The best part of Ramadan for me is honestly the fun at the end! When we start preparing all kinds of sweets for Eid Al-Fitr. After the 30 days of fasting is over, everyone is usually rewarded with goodies, some of which we wait for all year because they are only made for Eid celebrations, like Kahk.
During Eid Al-Fitr, it is customary in the Middle East for young children to go around their neighborhood and to their relatives houses, door to door wishing everyone a happy Eid! Those kids are usually rewarded with candy, chocolates, some give them money as well as traditional Eid sweets.
Although, new dessert trends for Eid Al-Fitr seem to emerge every year, and some people usually like to try something different. But, over the years, the regular traditional desserts continue to be the favorites of most families.
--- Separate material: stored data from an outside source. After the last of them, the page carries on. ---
// Log output for the demo binary
use thiserror::Error;
use tracing_subscriber::filter::ParseError;
use tracing_subscriber::EnvFilter;

#[derive(Error, Debug)]
pub enum TelemetryError {
    #[error("invalid log level/filter '{value}': unable to build EnvFilter")]
    EnvFilter { value: String, source: ParseError },

    #[error("telemetry error: {0}")]
    Subscriber(Box<dyn std::error::Error + Send + Sync>),
}

// RUST_LOG wins over the configured level
pub fn init(log_level: &str) -> Result<(), TelemetryError> {
    let env_filter = match EnvFilter::try_from_default_env() {
        Ok(filter) => filter,
        Err(_) => EnvFilter::try_new(log_level).map_err(|source| TelemetryError::EnvFilter {
            value: log_level.to_string(),
            source,
        })?,
    };

    tracing_subscriber::fmt()
        .with_env_filter(env_filter)
        .with_target(false)
        .compact()
        .try_init()
        .map_err(TelemetryError::Subscriber)
}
So, without further ado, here’s a list of the most traditional Eid desserts from our region!
Kahk Eid Cookies
It’s an Egyptian dessert specially made for Eid celebrations, it’s a small circular biscuit covered with powdered sugar and can be stuffed with dates, lokum, walnuts, pistachios, or simply served plain.
Klecha is an Iraqi cookie-like dessert stuffed with dates, it’s specially made during both Eid Al-Fitr and Eid Al-Adha. I literally wait all year to eat klecha.
Most Iraqis make klecha at home the night before Eid, filling the house with an amazing smell, I call it the scent of Eid.
This dessert is widely popular in the Levant, and is typically made during the religious holidays like Eid Al-Fitr and Eid Al-Adha. Stuffed with date paste or chopped walnuts or pistachios depending on your own taste, then finally covered with powdered sugar.
These buttery cookies are the perfect reward after a month of fasting!
The Moroccans usually start off their Eid celebrations with this sweet dish. It’s very similar to the rice pudding! It consists of couscous, butter, honey with seasonings.
Aseeda is a jelly dessert made up of cooked wheat flour and a lump of dough, widely popular in Yemen, Saudi Arabia as well as the UAE, Sudan and Libya.
It’s main ingredients are wheat and honey and served only during the religious celebrations.
This crunchy dessert is loved across the Middle East, you literally won’t find anyone who’s Arab that hates Baklava! It’s made of layers of filo pastry laced with butter and chopped pistachios mixed with other nuts and finally soaked in sugar syrup.